The Campaign is a member of the Cycle Campaign Network (CCN) who produce a regular bulletin of news from around the country.

From CCN News July 2006:

Cycling allowance for schoolchildren?

English local authorities may pay parents an allowance if their children choose to cycle to school. The option would apply to ‘eligible children’, such as those living beyond the statutory walking distance of 3 miles or those unable to walk to school because of the nature of the route.

The idea is floated in draft guidance on home to school travel in the context of the Government’s Education and Inspections Bill. The guidance also explains how authorities should conduct audits of infrastructure to support sustainable school travel.

ECF looks to the future

John Franklin represented CCN at this year’s AGM of the European Cyclists Federation (ECF). Here is an extract from his report.

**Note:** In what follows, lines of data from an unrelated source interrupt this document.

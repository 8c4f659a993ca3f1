use std::collections::{HashMap, HashSet};
use std::sync::Mutex;

use base64::Engine;
use base64::engine::general_purpose::URL_SAFE_NO_PAD;
use chrono::{DateTime, Duration, Utc};
use rand::RngCore;
use tracing::{debug, info};

/// A token and when it stops being valid.
#[derive(Debug, Clone)]
struct AuthData {
    key: String,
    expires: DateTime<Utc>,
}

impl AuthData {
    fn is_expired(&self, now: DateTime<Utc>) -> bool {
        now >= self.expires
    }
}

/// Issues short-lived per-identity tokens the chat endpoint checks on bind.
///
/// A token is generated lazily and only replaced once it has expired, so
/// asking twice within its lifetime returns the same token.
#[derive(Debug)]
pub struct TokenAuthority {
    tokens: Mutex<HashMap<String, AuthData>>,
    lifetime: Duration,
}

impl TokenAuthority {
    pub fn new(lifetime: std::time::Duration) -> Self {
        Self {
            tokens: Mutex::new(HashMap::new()),
            lifetime: Duration::from_std(lifetime).unwrap_or_else(|_| Duration::minutes(5)),
        }
    }

    pub fn issue_or_get(&self, identity: &str) -> String {
        self.issue_or_get_at(identity, Utc::now())
    }

    /// Blank identities get a random token that is never stored.
    pub fn issue_or_get_at(&self, identity: &str, now: DateTime<Utc>) -> String {
        let identity = identity.trim();
        if identity.is_empty() {
            return generate_token();
        }

        let mut tokens = self.lock();
        match tokens.get(identity) {
            Some(data) if !data.is_expired(now) => data.key.clone(),
            _ => {
                let key = generate_token();
                tokens.insert(
                    identity.to_string(),
                    AuthData {
                        key: key.clone(),
                        expires: now + self.lifetime,
                    },
                );
                debug!(%identity, "issued auth token");
                key
            }
        }
    }

    pub fn validate(&self, identity: &str, token: &str) -> bool {
        self.validate_at(identity, token, Utc::now())
    }

    pub fn validate_at(&self, identity: &str, token: &str, now: DateTime<Utc>) -> bool {
        let identity = identity.trim();
        if identity.is_empty() || token.is_empty() {
            return false;
        }
        self.lock()
            .get(identity)
            .is_some_and(|data| !data.is_expired(now) && constant_time_eq(&data.key, token))
    }

    pub fn reconcile(&self, active: &HashSet<String>) {
        self.reconcile_at(active, Utc::now());
    }

    /// Evict tokens that are expired and belong to no active identity, then
    /// make sure every active identity has a usable token.
    pub fn reconcile_at(&self, active: &HashSet<String>, now: DateTime<Utc>) {
        let evicted = {
            let mut tokens = self.lock();
            let before = tokens.len();
            tokens.retain(|identity, data| !data.is_expired(now) || active.contains(identity));
            before - tokens.len()
        };
        if evicted > 0 {
            info!(evicted, "evicted expired auth tokens");
        }
        for identity in active {
            self.issue_or_get_at(identity, now);
        }
    }

    pub fn len(&self) -> usize {
        self.lock().len()
    }

    pub fn is_empty(&self) -> bool {
        self.lock().is_empty()
    }

    fn lock(&self) -> std::sync::MutexGuard<'_, HashMap<String, AuthData>> {
        self.tokens.lock().unwrap_or_else(|e| e.into_inner())
    }
}

/// 32 random bytes, URL-safe base64.
pub fn generate_token() -> String {
    let mut bytes = [0u8; 32];
    rand::thread_rng().fill_bytes(&mut bytes);
    URL_SAFE_NO_PAD.encode(bytes)
}

fn constant_time_eq(a: &str, b: &str) -> bool {
    a.len() == b.len()
        && a.bytes()
            .zip(b.bytes())
            .fold(0u8, |acc, (x, y)| acc | (x ^ y))
            == 0
}
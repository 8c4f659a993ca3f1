use std::net::SocketAddr;
use std::sync::Arc;

use axum::body::Body;
use axum::extract::ConnectInfo;
use axum::extract::Request;
use axum::http::StatusCode;
use axum::middleware::Next;
use axum::response::{IntoResponse, Response};
use tracing::warn;

use crate::engine::rate_limiter::RateLimiter;

/// Per-IP limiter for chat upgrades.
pub struct ApiRateLimiters {
    /// Burst of 5, refill 1 per 12 seconds (~5/minute).
    pub ws: RateLimiter,
}

impl Default for ApiRateLimiters {
    fn default() -> Self {
        Self {
            ws: RateLimiter::new(5, 12.0),
        }
    }
}

/// Client IP for rate limiting. Proxy headers are only trusted when the
/// direct peer is loopback, so remote clients can't spoof their way past
/// the limit.
pub(crate) fn client_ip(req: &Request<Body>) -> String {
    let peer_ip = req
        .extensions()
        .get::<ConnectInfo<SocketAddr>>()
        .map(|c| c.0.ip());
    let from_loopback = peer_ip.is_some_and(|ip| ip.is_loopback());

    if from_loopback {
        if let Some(forwarded) = req.headers().get("x-forwarded-for")
            && let Ok(val) = forwarded.to_str()
            && let Some(first) = val.split(',').next()
        {
            return first.trim().to_string();
        }

        if let Some(real_ip) = req.headers().get("x-real-ip")
            && let Ok(val) = real_ip.to_str()
        {
            return val.trim().to_string();
        }
    }

    peer_ip
        .map(|ip| ip.to_string())
        .unwrap_or_else(|| "unknown".to_string())
}

/// Reject chat upgrades from peers opening connections too quickly.
pub async fn ws_rate_limit(req: Request<Body>, next: Next) -> Response {
    if let Some(limiters) = req.extensions().get::<Arc<ApiRateLimiters>>() {
        let ip = client_ip(&req);
        if !limiters.ws.check(&ip) {
            warn!(%ip, "chat connection rate limit hit");
            return (
                StatusCode::TOO_MANY_REQUESTS,
                "Too many connections. Please try again later.",
            )
                .into_response();
        }
    }
    next.run(req).await
}
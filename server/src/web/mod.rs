pub mod app_state;
pub mod chat_socket;
pub mod rate_limit;
pub mod router;
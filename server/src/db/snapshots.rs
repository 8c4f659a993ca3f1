//! Named JSON snapshots of hub state.

use serde::Serialize;
use serde::de::DeserializeOwned;
use sqlx::SqlitePool;
use tracing::debug;

use crate::error::StoreError;

pub const USERS: &str = "users";
pub const MESSAGE_LOG: &str = "message_log";
pub const HISTORY: &str = "history";
pub const ROOMS: &str = "rooms";
pub const BANDWIDTH: &str = "bandwidth";

/// One blob waiting to be written.
#[derive(Debug, Clone)]
pub struct SnapshotEntry {
    pub name: &'static str,
    pub body: String,
}

impl SnapshotEntry {
    pub fn encode<T: Serialize>(name: &'static str, value: &T) -> Result<Self, StoreError> {
        Ok(Self {
            name,
            body: serde_json::to_string(value)?,
        })
    }
}

#[derive(Debug, Clone)]
pub struct SnapshotStore {
    pool: SqlitePool,
}

impl SnapshotStore {
    pub fn new(pool: SqlitePool) -> Self {
        Self { pool }
    }

    /// Replace every named blob in one transaction.
    pub async fn save_all(&self, sequence: i64, entries: &[SnapshotEntry]) -> Result<(), StoreError> {
        let mut tx = self.pool.begin().await?;
        for entry in entries {
            sqlx::query(
                "INSERT INTO snapshots (name, body, sequence, saved_at) \
                 VALUES (?, ?, ?, datetime('now')) \
                 ON CONFLICT(name) DO UPDATE SET \
                 body = excluded.body, sequence = excluded.sequence, saved_at = excluded.saved_at",
            )
            .bind(entry.name)
            .bind(&entry.body)
            .bind(sequence)
            .execute(&mut *tx)
            .await?;
        }
        tx.commit().await?;
        debug!(sequence, blobs = entries.len(), "snapshots written");
        Ok(())
    }

    /// `Ok(None)` when nothing was ever saved under `name`.
    pub async fn load<T: DeserializeOwned>(&self, name: &str) -> Result<Option<T>, StoreError> {
        let body: Option<String> = sqlx::query_scalar("SELECT body FROM snapshots WHERE name = ?")
            .bind(name)
            .fetch_optional(&self.pool)
            .await?;
        match body {
            Some(body) => Ok(Some(serde_json::from_str(&body)?)),
            None => Ok(None),
        }
    }

    pub async fn last_sequence(&self) -> Result<i64, StoreError> {
        let seq: i64 = sqlx::query_scalar("SELECT COALESCE(MAX(sequence), 0) FROM snapshots")
            .fetch_one(&self.pool)
            .await?;
        Ok(seq)
    }
}
//! Chat wire frames.
//!
//! Inbound frames are a tagged union keyed on `type` and decoded strictly per
//! variant. Every inbound frame gets exactly one [`Response`] echoing its
//! type; everything the hub pushes on its own is a [`ServerFrame`].

use chrono::{DateTime, Utc};
use serde::{Deserialize, Serialize};
use serde_json::Value;
use tracing::error;

use super::message::Message;
use super::room::PmRoom;
use super::user::UserSnapshot;
use crate::error::{ChatError, FrameError};

/// Frame types a client may send.
const CLIENT_FRAME_TYPES: &[&str] = &["bind", "ping", "message", "createroom", "leaveroom", "request"];

/// A decoded client frame.
#[derive(Debug, Clone, PartialEq, Deserialize)]
#[serde(tag = "type", rename_all = "lowercase")]
pub enum ClientFrame {
    Bind {
        uid: u64,
        key: String,
    },
    Ping {
        /// A bare `ping{}` counts as an active ping.
        #[serde(default = "default_active")]
        active: bool,
    },
    Message {
        key: String,
        text: String,
        tag: String,
    },
    #[serde(rename = "createroom")]
    CreateRoom {
        users: Vec<u64>,
    },
    #[serde(rename = "leaveroom")]
    LeaveRoom {
        room: String,
    },
    Request {
        request: RequestKind,
    },
}

fn default_active() -> bool {
    true
}

#[derive(Debug, Clone, Copy, PartialEq, Eq, Deserialize)]
pub enum RequestKind {
    #[serde(rename = "userList")]
    UserList,
    #[serde(rename = "messageList")]
    MessageList,
}

impl ClientFrame {
    /// The `type` this frame's response echoes.
    pub fn kind(&self) -> &'static str {
        match self {
            ClientFrame::Bind { .. } => "bind",
            ClientFrame::Ping { .. } => "ping",
            ClientFrame::Message { .. } => "message",
            ClientFrame::CreateRoom { .. } => "createroom",
            ClientFrame::LeaveRoom { .. } => "leaveroom",
            ClientFrame::Request { .. } => "request",
        }
    }
}

/// Decode one text frame, telling apart bad JSON, a missing or unknown
/// `type`, and a known type with bad fields.
pub fn decode_frame(text: &str) -> Result<ClientFrame, FrameError> {
    let value: Value = serde_json::from_str(text).map_err(|e| FrameError::NotJson(e.to_string()))?;
    let kind = match value.get("type") {
        Some(Value::String(kind)) => kind.clone(),
        _ => return Err(FrameError::MissingType),
    };
    let Some(&kind) = CLIENT_FRAME_TYPES.iter().find(|t| **t == kind) else {
        return Err(FrameError::UnknownType(kind));
    };
    serde_json::from_value(value).map_err(|e| FrameError::Malformed {
        kind: kind.to_string(),
        reason: e.to_string(),
    })
}

impl FrameError {
    /// Type to echo in the response, when the frame got far enough to have one.
    pub fn response_kind(&self) -> &'static str {
        match self {
            FrameError::Malformed { kind, .. } => CLIENT_FRAME_TYPES
                .iter()
                .copied()
                .find(|t| *t == kind.as_str())
                .unwrap_or("error"),
            _ => "error",
        }
    }
}

/// The single reply to an inbound frame.
#[derive(Debug, Clone, PartialEq, Serialize)]
pub struct Response {
    #[serde(rename = "type")]
    pub kind: &'static str,
    pub result: bool,
    pub errors: Vec<String>,
    /// Set on successful `createroom`.
    #[serde(skip_serializing_if = "Option::is_none")]
    pub room: Option<String>,
}

impl Response {
    pub fn ok(kind: &'static str) -> Self {
        Self {
            kind,
            result: true,
            errors: Vec::new(),
            room: None,
        }
    }

    pub fn failed(kind: &'static str, errors: Vec<String>) -> Self {
        Self {
            kind,
            result: false,
            errors,
            room: None,
        }
    }

    pub fn from_result(kind: &'static str, result: Result<(), ChatError>) -> Self {
        match result {
            Ok(()) => Self::ok(kind),
            Err(e) => Self::failed(kind, vec![e.to_string()]),
        }
    }

    pub fn with_room(mut self, room: String) -> Self {
        self.room = Some(room);
        self
    }

    pub fn encode(&self) -> String {
        encode_json(self)
    }
}

/// Public view of an identity in a user list.
#[derive(Debug, Clone, PartialEq, Serialize)]
#[serde(rename_all = "camelCase")]
pub struct UserView {
    #[serde(flatten)]
    pub user: UserSnapshot,
    pub active: bool,
    pub banned: bool,
}

#[derive(Debug, Clone, PartialEq, Serialize)]
#[serde(rename_all = "camelCase")]
pub struct RoomView {
    pub name: String,
    pub creator: u64,
    pub members: Vec<u64>,
    pub last_message: DateTime<Utc>,
}

impl From<&PmRoom> for RoomView {
    fn from(room: &PmRoom) -> Self {
        Self {
            name: room.name.clone(),
            creator: room.creator,
            members: room.members.iter().copied().collect(),
            last_message: room.last_message,
        }
    }
}

#[derive(Debug, Clone, PartialEq, Serialize)]
#[serde(rename_all = "camelCase")]
pub struct MessageView {
    pub id: u64,
    pub sender: UserSnapshot,
    pub text: String,
    pub tag: String,
    pub posted_at: DateTime<Utc>,
}

impl From<&Message> for MessageView {
    fn from(m: &Message) -> Self {
        Self {
            id: m.id,
            sender: m.sender.clone(),
            text: m.text.clone(),
            tag: m.tag.clone(),
            posted_at: m.posted_at,
        }
    }
}

/// Frames the server pushes without being asked, plus request snapshots.
#[derive(Debug, Clone, PartialEq, Serialize)]
#[serde(tag = "type")]
pub enum ServerFrame {
    /// Localized notice. `uid` is the identity the notice is about.
    #[serde(rename = "system")]
    System {
        message: String,
        subtype: String,
        uid: u64,
    },

    #[serde(rename = "userList")]
    UserList {
        result: bool,
        errors: Vec<String>,
        users: Vec<UserView>,
        rooms: Vec<RoomView>,
    },

    /// Also used to fan out freshly posted messages.
    #[serde(rename = "messageList")]
    MessageList {
        result: bool,
        errors: Vec<String>,
        messages: Vec<MessageView>,
    },
}

impl ServerFrame {
    pub fn user_list(users: Vec<UserView>, rooms: Vec<RoomView>) -> Self {
        ServerFrame::UserList {
            result: true,
            errors: Vec::new(),
            users,
            rooms,
        }
    }

    pub fn message_list(messages: Vec<MessageView>) -> Self {
        ServerFrame::MessageList {
            result: true,
            errors: Vec::new(),
            messages,
        }
    }

    pub fn encode(&self) -> String {
        encode_json(self)
    }
}

fn encode_json<T: Serialize>(frame: &T) -> String {
    match serde_json::to_string(frame) {
        Ok(text) => text,
        Err(e) => {
            error!(error = %e, "failed to encode outbound frame");
            r#"{"type":"error","result":false,"errors":["internal encoding error"]}"#.to_string()
        }
    }
}

#[cfg(test)]
mod tests {
    use super::*;

    #[test]
    fn test_decode_bind() {
        let frame = decode_frame(r#"{"type":"bind","uid":7,"key":"abc"}"#).unwrap();
        assert_eq!(
            frame,
            ClientFrame::Bind {
                uid: 7,
                key: "abc".into()
            }
        );
        assert_eq!(frame.kind(), "bind");
    }

    #[test]
    fn test_decode_ping_defaults_to_active() {
        assert_eq!(
            decode_frame(r#"{"type":"ping"}"#).unwrap(),
            ClientFrame::Ping { active: true }
        );
        assert_eq!(
            decode_frame(r#"{"type":"ping","active":false}"#).unwrap(),
            ClientFrame::Ping { active: false }
        );
    }

    #[test]
    fn test_decode_request_kinds() {
        assert_eq!(
            decode_frame(r#"{"type":"request","request":"messageList"}"#).unwrap(),
            ClientFrame::Request {
                request: RequestKind::MessageList
            }
        );
        assert!(matches!(
            decode_frame(r#"{"type":"request","request":"everything"}"#),
            Err(FrameError::Malformed { .. })
        ));
    }

    #[test]
    fn test_decode_errors_are_classified() {
        assert!(matches!(decode_frame("not json"), Err(FrameError::NotJson(_))));
        assert_eq!(decode_frame(r#"{"uid":1}"#), Err(FrameError::MissingType));
        assert_eq!(
            decode_frame(r#"{"type":"dance"}"#),
            Err(FrameError::UnknownType("dance".into()))
        );

        let err = decode_frame(r#"{"type":"createroom","users":"everyone"}"#).unwrap_err();
        assert_eq!(err.response_kind(), "createroom");
        assert_eq!(FrameError::MissingType.response_kind(), "error");
    }

    #[test]
    fn test_response_shape() {
        let json: Value = serde_json::from_str(&Response::ok("ping").encode()).unwrap();
        assert_eq!(json["type"], "ping");
        assert_eq!(json["result"], true);
        assert_eq!(json["errors"], serde_json::json!([]));
        assert!(json.get("room").is_none());

        let json: Value = serde_json::from_str(
            &Response::ok("createroom").with_room("room-4".into()).encode(),
        )
        .unwrap();
        assert_eq!(json["room"], "room-4");

        let failed = Response::from_result("message", Err(ChatError::EmptyMessage));
        assert!(!failed.result);
        assert_eq!(failed.errors, vec!["Message cannot be empty".to_string()]);
    }

    #[test]
    fn test_system_frame_shape() {
        let frame = ServerFrame::System {
            message: "hi".into(),
            subtype: "welcome".into(),
            uid: 7,
        };
        let json: Value = serde_json::from_str(&frame.encode()).unwrap();
        assert_eq!(json["type"], "system");
        assert_eq!(json["subtype"], "welcome");
        assert_eq!(json["uid"], 7);
    }

    #[test]
    fn test_user_list_flattens_snapshot() {
        let mut user = UserSnapshot::system("alice");
        user.uid = 3;
        let frame = ServerFrame::user_list(
            vec![UserView {
                user,
                active: true,
                banned: false,
            }],
            Vec::new(),
        );
        let json: Value = serde_json::from_str(&frame.encode()).unwrap();
        assert_eq!(json["type"], "userList");
        assert_eq!(json["users"][0]["uid"], 3);
        assert_eq!(json["users"][0]["username"], "alice");
        assert_eq!(json["users"][0]["active"], true);
        assert_eq!(json["rooms"], serde_json::json!([]));
    }
}
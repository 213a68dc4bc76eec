//! Read receipt aggregator.

use std::sync::Arc;

use chrono::{DateTime, Utc};
use tracing::{debug, warn};

use bazaar_shared::types::{ChatId, MessageId, UserId};
use bazaar_store::ReadReceipt;

use crate::error::Result;
use crate::guard::{Operation, ParticipantGuard};
use crate::notifier::Notifier;
use crate::store::Store;

#[derive(Clone)]
pub struct ReceiptAggregator {
    store: Store,
    guard: ParticipantGuard,
    notifier: Arc<Notifier>,
}

impl ReceiptAggregator {
    pub fn new(store: Store, guard: ParticipantGuard, notifier: Arc<Notifier>) -> Self {
        Self {
            store,
            guard,
            notifier,
        }
    }

    /// Mark every message of the chat up to and including `up_to` as read
    /// by `user`. Receipts only ever move forward, so replays and
    /// out-of-order calls from several devices are harmless.
    ///
    /// Returns the store time written into the new receipts.
    pub fn mark_read(&self, chat_id: &ChatId, user: &UserId, up_to: MessageId) -> Result<DateTime<Utc>> {
        let chat = self.guard.check(user, chat_id, Operation::Read)?;
        let target = self.store.load_message(chat_id, up_to)?;

        let (read_at, newly_read) = self.store.with(|db| {
            let pending = db.unread_through(chat_id, user, &target)?;
            let read_at = db.merge_read_receipts(chat_id, user, &target)?;
            Ok((read_at, pending))
        })?;
        debug!(chat = %chat_id, user = %user, marked = newly_read.len(), "marked read");

        for id in newly_read {
            match self.store.with(|db| db.get_message(id)) {
                Ok(message) => self.notifier.publish_message(&chat, &message),
                Err(e) => warn!(message = %id, error = %e, "skipped receipt update"),
            }
        }
        self.publish_unread(chat_id, user);

        Ok(read_at)
    }

    pub fn unread_count(&self, chat_id: &ChatId, user: &UserId) -> Result<u64> {
        self.guard.check(user, chat_id, Operation::Read)?;
        self.store.with(|db| db.unread_count(chat_id, user))
    }

    /// Who has read `message`, most recent first. Only ids are returned;
    /// display names are the caller's concern.
    pub fn read_receipts(
        &self,
        actor: &UserId,
        chat_id: &ChatId,
        message: MessageId,
    ) -> Result<Vec<ReadReceipt>> {
        self.guard.check(actor, chat_id, Operation::Read)?;
        self.store.load_message(chat_id, message)?;
        self.store.with(|db| db.receipts_for_message(message))
    }

    /// Push `user`'s current unread count. Failures only cost a stale badge.
    pub fn publish_unread(&self, chat_id: &ChatId, user: &UserId) {
        match self.store.with(|db| db.unread_count(chat_id, user)) {
            Ok(count) => self.notifier.publish_unread(chat_id, user, count),
            Err(e) => warn!(chat = %chat_id, user = %user, error = %e, "unread update skipped"),
        }
    }
}
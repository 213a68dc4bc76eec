// Types shared by every bazaar crate: identifiers, limits and the clock.

pub mod clock;
pub mod constants;
pub mod error;
pub mod types;

pub use clock::{Clock, ManualClock, SystemClock};
pub use error::IdError;
pub use types::{ChatId, MessageId, SubscriptionId, UserId};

As part of its renewal, ECF has produced a 5-year programme of what it will attempt to achieve. Here are some of the main goals:

The ability to take bikes by train is important across Europe, and ECF wants cycle space in every train. It has already persuaded the European Parliament to give its support for bikes to be carried in all cross-border and high-speed trains and was responsible for getting cycle carriage information added to the consumer web site.

In support of cycle tourism, ECF will push for extension of the Euro Velo signed cycle routes across Europe, with subsequent maintenance an important consideration.

Road safety aims are blind spot mirrors on every lorry, safer car fronts and more prominent activity against mandatory cycle helmets. ECF has established its own working group on helmets and I gave a presentation on the subject to the AGM which was well received. ECF is to develop cycle training initiatives, building on experience in Switzerland and the UK. It also wants to see more action against the menace of cycle theft.

WTO may boost bikes

Bicycles could be freed of trading tariffs, making them cheaper to buy, if a new world-wide trading policy on environmental goods and services is ratified by the World Trade Organisation (WTO). The WTO, not known for its environmental credentials, is proposing to classify bikes as ‘environmentally preferable products’, like wind turbines and bio-gas equipment. In principle, this could boost cycle use, particularly in parts of the world where the cost of a new bike is significant relative to local rates of pay.

(Based on news item in BikeBiz)

From Sustain (the Alliance for Better Food and Farming) Digest, No.59, Summer 2006

The Federation of City Farms and Community Gardens has established a cycle route through central London which takes in eight city farms as well as many of the city’s famous landmarks and tourist attractions.